(Dataset entries)
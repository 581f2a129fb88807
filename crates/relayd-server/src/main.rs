//! Relay server binary: parses configuration and runs the wiring in `relayd_server`
//! until a shutdown signal arrives.

use anyhow::{Context, Result};
use clap::Parser;
use relayd_server::ServerConfig;
use tokio::signal;
use tracing::info;
use tracing_subscriber::{layer::SubscriberExt, util::SubscriberInitExt};

#[tokio::main]
async fn main() -> Result<()> {
    let config = ServerConfig::parse();
    init_logging(&config.log_level)?;

    info!(control_addr = %config.control_addr, domain = %config.domain, "starting relay server");

    let server = relayd_server::spawn(config).await?;

    signal::ctrl_c().await.context("failed to listen for shutdown signal")?;
    info!("shutdown signal received, stopping");
    server.shutdown();

    Ok(())
}

fn init_logging(log_level: &str) -> Result<()> {
    let filter = tracing_subscriber::EnvFilter::try_from_default_env()
        .or_else(|_| tracing_subscriber::EnvFilter::try_new(log_level))?;

    tracing_subscriber::registry()
        .with(filter)
        .with(tracing_subscriber::fmt::layer())
        .init();

    Ok(())
}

| What you should do |
The records above are to be copied in full, exactly as written.

| Answer box |
repository 581f2a129fb88807
filename crates/relayd-server/src/main.rs
//! Relay server binary: parses configuration and runs the wiring in `relayd_server`
//! until a shutdown signal arrives.

use anyhow::{Context, Result};
use clap::Parser;
use relayd_server::ServerConfig;
use tokio::signal;
use tracing::info;
use tracing_subscriber::{layer::SubscriberExt, util::SubscriberInitExt};

#[tokio::main]
async fn main() -> Result<()> {
    let config = ServerConfig::parse();
    init_logging(&config.log_level)?;

    info!(control_addr = %config.control_addr, domain = %config.domain, "starting relay server");

    let server = relayd_server::spawn(config).await?;

    signal::ctrl_c().await.context("failed to listen for shutdown signal")?;
    info!("shutdown signal received, stopping");
    server.shutdown();

    Ok(())
}

fn init_logging(log_level: &str) -> Result<()> {
    let filter = tracing_subscriber::EnvFilter::try_from_default_env()
        .or_else(|_| tracing_subscriber::EnvFilter::try_new(log_level))?;

    tracing_subscriber::registry()
        .with(filter)
        .with(tracing_subscriber::fmt::layer())
        .init();

    Ok(())
}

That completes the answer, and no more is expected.